2005-03-15 16:14:29

by Oleg Nesterov

[permalink] [raw]
Subject: [PATCH 0/2] del_timer_sync: proof of concept

Andrew Morton wrote:
>
> If we're prepared to rule that a timer handler is not allowed to do
> add_timer_on() then a recurring timer is permanently pinned to a CPU, isn't
> it?
>
> That should make things simpler?

In that case I think that both problems (race and scalability)
can be solved without increasing sizeof(timer_list).

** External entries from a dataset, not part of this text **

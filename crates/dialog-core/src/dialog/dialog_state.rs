//! Dialog lifecycle states.

use std::fmt;

use serde::{Deserialize, Serialize};

/// The three lifecycle states of a dialog.
///
/// Transitions only move forward; `Terminated` is absorbing. A terminated
/// dialog ignores further updates rather than resurrecting state.
#[derive(Debug, Clone, Copy, PartialEq, Eq, Serialize, Deserialize)]
pub enum DialogState {
    /// A dialog-establishing provisional response has been seen, but no
    /// confirmation yet.
    Early,
    /// A 2xx (or equivalent confirmation) has been sent or received.
    Confirmed,
    /// Ended, by an explicit termination exchange or by a failure that
    /// invalidates the dialog.
    Terminated,
}

impl DialogState {
    /// Active dialogs are registered with the message matcher; terminated
    /// dialogs are not.
    pub fn is_active(&self) -> bool {
        matches!(self, DialogState::Early | DialogState::Confirmed)
    }
}

impl fmt::Display for DialogState {
    fn fmt(&self, f: &mut fmt::Formatter<'_>) -> fmt::Result {
        match self {
            DialogState::Early => write!(f, "Early"),
            DialogState::Confirmed => write!(f, "Confirmed"),
            DialogState::Terminated => write!(f, "Terminated"),
        }
    }
}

What if timer_list had ->pending field? Then we can do:

timer_pending:
return timer->pending;

__mod_timer:
internal_add_timer(new_base, timer);
timer->base = new_base;
timer->pending = 1;

__run_timers:
list_del(&timer->entry);
set_running_timer(base, timer);

/* do not change timer->base */
timer->pending = 0;

spin_unlock(base->lock);
timer->function();

del_timer:
if (!timer->pending)
return 0;
base = timer->base;
...

del_timer_sync:
base = timer->base;
if (!base)
return 0;
spin_lock(base->lock);

if (base != timer->base)
goto del_again;
if (base->running_timer == timer)
goto del_again;

if (timer->pending)
list_del(&timer->entry);

timer->pending = 0;
timer->base = NULL;

The ->pending flag could live in the least significant bit of
timer->base, this way we:
1. do not waste the space
2. can read/write base+pending atomically

These patches are incomplete/suboptimal, just a proof of concept.

Oleg.


2005-03-15 18:19:42

by Christoph Lameter

[permalink] [raw]
Subject: Re: [PATCH 0/2] del_timer_sync: proof of concept

I like the idea and it would solve the concerns that we had. The encoding
of a bit in a pointer is weird but we have done that before in the
page_struct.

However, this also means that __run_timers will not free up the timer and
it has to be explicitly freed with del_timer_??. There may be code
that relies on not having to delete a single shot timer after it has been
fired.

2005-03-15 18:40:02

by Oleg Nesterov

[permalink] [raw]
Subject: Re: [PATCH 0/2] del_timer_sync: proof of concept

Christoph Lameter wrote:
>
> However, this also means that __run_timers will not free up the timer and
> it has to be explicitly freed with del_timer_??.

I am not sure I understand you but no, del_timer{,_sync} is not needed.

__run_timer deletes timer from base->tv? list and clears 'pending flag'.

__del_timer_sync sets ->_base = NULL, but it is merely optimization.
It could set ->_base = base, but in that case next del_timer_sync()
call will need spin_lock(base->lock) again.

Oleg.

2005-03-15 19:08:35

by Christoph Lameter

[permalink] [raw]
Subject: Re: [PATCH 0/2] del_timer_sync: proof of concept

On Tue, 15 Mar 2005, Oleg Nesterov wrote:

> Christoph Lameter wrote:
> >
> > However, this also means that __run_timers will not free up the timer and
> > it has to be explicitly freed with del_timer_??.
>
> I am not sure I understand you but no, del_timer{,_sync} is not needed.
>
> __run_timer deletes timer from base->tv? list and clears 'pending flag'.
>
> __del_timer_sync sets ->_base = NULL, but it is merely optimization.
> It could set ->_base = base, but in that case next del_timer_sync()
> call will need spin_lock(base->lock) again.

For some reason I thought that ->base == NULL would have special
significance outside of the function you discussed. Looks fine to me now.

2005-03-16 15:49:49

by Oleg Nesterov

[permalink] [raw]
Subject: Re: [PATCH 0/2] del_timer_sync: proof of concept

Andrew Morton wrote:
>
> If we're prepared to rule that a timer handler is not allowed to do
> add_timer_on() then a recurring timer is permanently pinned to a CPU, isn't
> it?
>
> That should make things simpler?

I think that current inplementation of del_timer_sync() don't like
add_timer_on() too.

Consider the timer running on CPU_0. It sets timer->expires = jiffies,
and calls add_timer_on(1). Now it is possible that local timer interrupt
on CPU_1 happens and starts that timer before timer->function returns on
CPU_0.

del_timer_sync() detects that timer is running on CPU_0, waits while
->running_timer == timer, and returns. The timer still runs on CPU_1.

Oleg.